Exclusive: 'It Hurts,' Says First Lady of Military Families on Food Stamps

"GMA's" Robin Roberts talks with Michelle Obama about her agenda as first lady.

ByABC News via GMA logo
March 12, 2009, 12:55 PM

March 12, 2009 — -- First lady Michelle Obama wants military families to know they have a friend in the White House, she told "Good Morning America's" Robin Roberts in an exclusive interview today at Fort Bragg, N.C. -- her first network television interview since her husband took office.

"It hurts. It hurts," the first lady said of hearing about military families on food stamps. "These are people who are willing to send their loved ones off to, perhaps, give their lives -- the ultimate sacrifice. But yet, they're living back at home on food stamps. It's not right, and it's not where we should be as a nation."

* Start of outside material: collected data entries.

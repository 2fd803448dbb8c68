//! Sequence composition: merging channel collections into one timeline.
//!
//! The [`SequenceComposer`] takes independently generated email and SMS
//! collections and produces a [`CampaignFlow`]: a single chronologically
//! ordered delivery timeline with trigger, segmentation, and
//! personalization rules. Composition is total over its inputs: every
//! message unit appears exactly once in the output, and empty inputs yield
//! a flow with an empty step list rather than an error.

use crate::flow::{
    CampaignFlow, DeliveryCondition, DeliveryStep, EntryTrigger, Personalization, Segment,
    Segmentation,
};
use crate::types::{CampaignPlan, CampaignType, Channel, MessageUnit};
use chrono::Utc;
use std::collections::HashMap;

/// Builds [`CampaignFlow`]s from generated message collections.
///
/// Stateless; one composer can serve any number of compositions.
///
/// # Example
///
/// ```
/// use campaign_pipeline::compose::SequenceComposer;
/// use campaign_pipeline::types::{CampaignPlan, CampaignType, MessageUnit};
///
/// let plan = CampaignPlan::minimal(CampaignType::CartAbandonment, "Acme");
/// let emails = vec![MessageUnit::email(1, "Forgot something?", "...").with_delay(1)];
/// let sms = vec![MessageUnit::sms(1, "Your cart expires soon").with_delay(2)];
///
/// let flow = SequenceComposer::new().compose(&plan, &emails, &sms);
/// assert_eq!(flow.step_count(), 2);
/// assert_eq!(flow.entry_trigger.trigger_type, "cart_abandonment");
/// ```
#[derive(Debug, Clone, Default)]
pub struct SequenceComposer;

impl SequenceComposer {
    pub fn new() -> Self {
        Self
    }

    /// Merge email and SMS units into an ordered delivery timeline.
    ///
    /// Units missing an explicit delay take their channel default (24h for
    /// email, 48h for SMS). The merged list is sorted ascending by delay,
    /// ties broken by channel priority (email before SMS) then original
    /// sequence number. Step ids are assigned `step_1..step_n` in sorted
    /// order and `next_step` pointers wired accordingly.
    pub fn compose(
        &self,
        plan: &CampaignPlan,
        emails: &[MessageUnit],
        sms: &[MessageUnit],
    ) -> CampaignFlow {
        let mut merged: Vec<MessageUnit> = emails.iter().chain(sms.iter()).cloned().collect();
        merged.sort_by_key(|unit| {
            (
                unit.resolved_delay_hours(),
                unit.channel.merge_rank(),
                unit.sequence,
            )
        });

        let total = merged.len();
        let steps: Vec<DeliveryStep> = merged
            .into_iter()
            .enumerate()
            .map(|(i, message)| {
                let delay_hours = message.resolved_delay_hours();
                DeliveryStep {
                    id: format!("step_{}", i + 1),
                    channel: message.channel,
                    name: format!("{} {}", channel_title(message.channel), message.sequence),
                    delay_hours,
                    conditions: delivery_conditions(message.channel),
                    next_step: if i + 1 < total {
                        Some(format!("step_{}", i + 2))
                    } else {
                        None
                    },
                    message,
                }
            })
            .collect();

        let personalization = build_personalization(&steps);
        let segmentation = build_segmentation(plan);
        let entry_trigger = resolve_entry_trigger(plan.campaign_type);

        CampaignFlow::new(
            generate_flow_id(plan.campaign_type),
            format!("{} - {} Campaign", plan.brand_name, plan.campaign_type),
            plan.campaign_type,
            entry_trigger,
            steps,
            segmentation,
            personalization,
        )
    }
}

fn channel_title(channel: Channel) -> &'static str {
    match channel {
        Channel::Email => "Email",
        Channel::Sms => "SMS",
    }
}

/// Unique flow id: campaign slug plus a second-granularity timestamp.
fn generate_flow_id(campaign_type: CampaignType) -> String {
    let timestamp = Utc::now().format("%Y%m%d_%H%M%S");
    format!("{}_flow_{}", campaign_type.slug(), timestamp)
}

/// Resolve the entry trigger from the campaign type. Custom and unknown
/// types resolve to the generic `custom_event` trigger, never an error.
fn resolve_entry_trigger(campaign_type: CampaignType) -> EntryTrigger {
    EntryTrigger {
        trigger_type: campaign_type.trigger_type().to_string(),
        description: format!("{} entry", campaign_type),
    }
}

/// Standard delivery conditions per channel. SMS adds a consent check.
fn delivery_conditions(channel: Channel) -> Vec<DeliveryCondition> {
    let mut conditions = vec![
        DeliveryCondition::new("not_completed_goal", "User hasn't converted yet"),
        DeliveryCondition::new("subscribed", "User is subscribed to marketing messages"),
    ];
    if channel == Channel::Sms {
        conditions.push(DeliveryCondition::new(
            "sms_consent",
            "User has consented to SMS marketing",
        ));
    }
    conditions
}

/// One target segment with campaign-type-specific conditions plus the two
/// fixed exclusion segments.
fn build_segmentation(plan: &CampaignPlan) -> Segmentation {
    let mut conditions = vec!["email_address_exists".to_string()];
    let extra: &[&str] = match plan.campaign_type {
        CampaignType::CartAbandonment => &[
            "has_cart_items",
            "cart_value_greater_than_0",
            "not_purchased_in_last_hour",
        ],
        CampaignType::WelcomeSeries => {
            &["signed_up_in_last_24_hours", "not_in_other_welcome_flows"]
        }
        CampaignType::PostPurchase => &["purchased_in_last_hour", "order_total_greater_than_0"],
        CampaignType::WinBack => &["last_active_30_days_ago", "previous_purchase_exists"],
        CampaignType::Custom => &[],
    };
    conditions.extend(extra.iter().map(|c| c.to_string()));

    Segmentation {
        target_segments: vec![Segment {
            name: "Primary Target".to_string(),
            description: plan.target_audience.clone(),
            conditions,
        }],
        exclusion_segments: vec![
            Segment {
                name: "Recent Converters".to_string(),
                description: "Users who converted in last 7 days".to_string(),
                conditions: vec!["converted_in_last_7_days".to_string()],
            },
            Segment {
                name: "Suppressed Users".to_string(),
                description: "Users on suppression list".to_string(),
                conditions: vec!["in_suppression_list".to_string()],
            },
        ],
    }
}

/// Collect the distinct personalization tags across all steps, sorted, with
/// the standard fallback substitutions.
fn build_personalization(steps: &[DeliveryStep]) -> Personalization {
    let mut tags: Vec<String> = Vec::new();
    for step in steps {
        for tag in &step.message.personalization {
            if !tags.contains(tag) {
                tags.push(tag.clone());
            }
        }
    }
    tags.sort();

    let fallback_values: HashMap<String, String> = [
        ("{{first_name}}", "there"),
        ("{{name}}", "valued customer"),
        ("{{product_name}}", "our product"),
        ("{{brand_name}}", "our brand"),
    ]
    .into_iter()
    .map(|(k, v)| (k.to_string(), v.to_string()))
    .collect();

    Personalization {
        tags_used: tags,
        fallback_values,
    }
}

#[cfg(test)]
mod tests {
    use super::*;
    use crate::flow::END_FLOW;

    fn plan(campaign_type: CampaignType) -> CampaignPlan {
        CampaignPlan::minimal(campaign_type, "Acme")
    }

    #[test]
    fn test_ordering_by_delay_channel_sequence() {
        let emails = vec![
            MessageUnit::email(1, "E1", "body").with_delay(1),
            MessageUnit::email(2, "E2", "body").with_delay(48),
        ];
        let sms = vec![
            MessageUnit::sms(1, "S1").with_delay(2),
            // Same delay as E2: email wins the tie.
            MessageUnit::sms(2, "S2").with_delay(48),
        ];

        let flow = SequenceComposer::new().compose(&plan(CampaignType::CartAbandonment), &emails, &sms);

        let order: Vec<(Channel, u32)> = flow
            .steps
            .iter()
            .map(|s| (s.channel, s.message.sequence))
            .collect();
        assert_eq!(
            order,
            vec![
                (Channel::Email, 1),
                (Channel::Sms, 1),
                (Channel::Email, 2),
                (Channel::Sms, 2),
            ]
        );
    }

    #[test]
    fn test_no_loss_no_duplication() {
        let emails: Vec<MessageUnit> = (1..=3)
            .map(|i| MessageUnit::email(i, format!("E{}", i), "body").with_delay(i * 10))
            .collect();
        let sms: Vec<MessageUnit> = (1..=2)
            .map(|i| MessageUnit::sms(i, format!("S{}", i)).with_delay(i * 10 + 5))
            .collect();

        let flow = SequenceComposer::new().compose(&plan(CampaignType::WelcomeSeries), &emails, &sms);

        assert_eq!(flow.step_count(), 5);
        let mut seen: Vec<(Channel, u32)> = flow
            .steps
            .iter()
            .map(|s| (s.channel, s.message.sequence))
            .collect();
        seen.sort_by_key(|(c, n)| (c.merge_rank(), *n));
        assert_eq!(
            seen,
            vec![
                (Channel::Email, 1),
                (Channel::Email, 2),
                (Channel::Email, 3),
                (Channel::Sms, 1),
                (Channel::Sms, 2),
            ]
        );
    }

    #[test]
    fn test_step_ids_and_next_step_wiring() {
        let emails = vec![
            MessageUnit::email(1, "E1", "body").with_delay(1),
            MessageUnit::email(2, "E2", "body").with_delay(24),
        ];
        let flow = SequenceComposer::new().compose(&plan(CampaignType::PostPurchase), &emails, &[]);

        assert_eq!(flow.steps[0].id, "step_1");
        assert_eq!(flow.steps[0].next_step.as_deref(), Some("step_2"));
        assert_eq!(flow.steps[1].id, "step_2");
        assert!(flow.steps[1].next_step.is_none());
        assert_eq!(flow.steps[1].next_step_label(), END_FLOW);
    }

    #[test]
    fn test_default_delays_applied_when_unspecified() {
        let emails = vec![MessageUnit::email(1, "E1", "body")];
        let sms = vec![MessageUnit::sms(1, "S1")];
        let flow = SequenceComposer::new().compose(&plan(CampaignType::Custom), &emails, &sms);

        assert_eq!(flow.steps[0].delay_hours, 24);
        assert_eq!(flow.steps[0].channel, Channel::Email);
        assert_eq!(flow.steps[1].delay_hours, 48);
        assert_eq!(flow.steps[1].channel, Channel::Sms);
    }

    #[test]
    fn test_empty_inputs_yield_empty_flow() {
        let flow = SequenceComposer::new().compose(&plan(CampaignType::WinBack), &[], &[]);
        assert_eq!(flow.step_count(), 0);
        assert_eq!(flow.exit_triggers.len(), 3);
        assert_eq!(flow.entry_trigger.trigger_type, "user_inactive");
    }

    #[test]
    fn test_trigger_resolution_per_campaign_type() {
        let cases = [
            (CampaignType::CartAbandonment, "cart_abandonment"),
            (CampaignType::WelcomeSeries, "user_signup"),
            (CampaignType::PostPurchase, "purchase_completed"),
            (CampaignType::WinBack, "user_inactive"),
            (CampaignType::Custom, "custom_event"),
        ];
        for (campaign_type, expected) in cases {
            let flow = SequenceComposer::new().compose(&plan(campaign_type), &[], &[]);
            assert_eq!(flow.entry_trigger.trigger_type, expected);
        }
    }

    #[test]
    fn test_segmentation_for_cart_abandonment() {
        let flow = SequenceComposer::new().compose(&plan(CampaignType::CartAbandonment), &[], &[]);
        let target = &flow.segmentation.target_segments[0];
        assert!(target.conditions.contains(&"has_cart_items".to_string()));
        assert!(target
            .conditions
            .contains(&"email_address_exists".to_string()));
        assert_eq!(flow.segmentation.exclusion_segments.len(), 2);
        assert_eq!(flow.segmentation.exclusion_segments[0].name, "Recent Converters");
    }

    #[test]
    fn test_sms_steps_carry_consent_condition() {
        let sms = vec![MessageUnit::sms(1, "S1")];
        let flow = SequenceComposer::new().compose(&plan(CampaignType::WelcomeSeries), &[], &sms);
        let kinds: Vec<&str> = flow.steps[0]
            .conditions
            .iter()
            .map(|c| c.kind.as_str())
            .collect();
        assert!(kinds.contains(&"sms_consent"));
    }

    #[test]
    fn test_personalization_tags_collected_sorted() {
        let mut email = MessageUnit::email(1, "E1", "Hi {{first_name}}").with_delay(1);
        email.personalization = vec!["first_name".to_string(), "cart_items".to_string()];
        let mut text = MessageUnit::sms(1, "Hey {{first_name}}").with_delay(2);
        text.personalization = vec!["first_name".to_string()];

        let flow =
            SequenceComposer::new().compose(&plan(CampaignType::CartAbandonment), &[email], &[text]);
        assert_eq!(flow.personalization.tags_used, vec!["cart_items", "first_name"]);
        assert_eq!(
            flow.personalization.fallback_values["{{first_name}}"],
            "there"
        );
    }

    #[test]
    fn test_flow_id_shape() {
        let flow = SequenceComposer::new().compose(&plan(CampaignType::CartAbandonment), &[], &[]);
        assert!(flow.flow_id.starts_with("cart_abandonment_flow_"));
        assert_eq!(flow.status, "draft");
        assert_eq!(flow.name, "Acme - Cart Abandonment Campaign");
    }
}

Mrs. Obama also spoke about why she has faith the country will pull through its tough economic times, how her mother, Marian Robinson, has helped her family ease into the White House and how the Obamas are adjusting to their new home and life in Washington, D.C.

Watch "Good Morning America" Friday, March 13, at 7 a.m. ET for Robin Roberts' interview with first lady Michelle Obama.

Mrs. Obama's comments to ABC News followed an emotional private meeting with military families at Fort Bragg. The first lady traveled to North Carolina to hear their stories about the support services that are available to them and what can be done to better serve those who serve their country.

Mrs. Obama believes that she has an opportunity to bring attention and awareness to these issues and to accomplish something on behalf of military families across the nation.

"I think that's one of my jobs, is to try and shed some light on some of these issues," she said, "to not just be in that conversation with military spouses and hear those stories, but to take that information back to the administration to share it with the nation, so that we can think again about how we can better support these families."

Later, she met with community groups that provide such support to talk about how to improve coordination and to reach the people who need help the most as they struggle with the challenges and stress of deployment and the economic crisis.

Working with and for military families is at the top of the first lady's agenda as she settles into her new role in the White House -- so for her first trip outside of Washington, she chose to highlight the struggles of the nation's servicemen and servicewomen.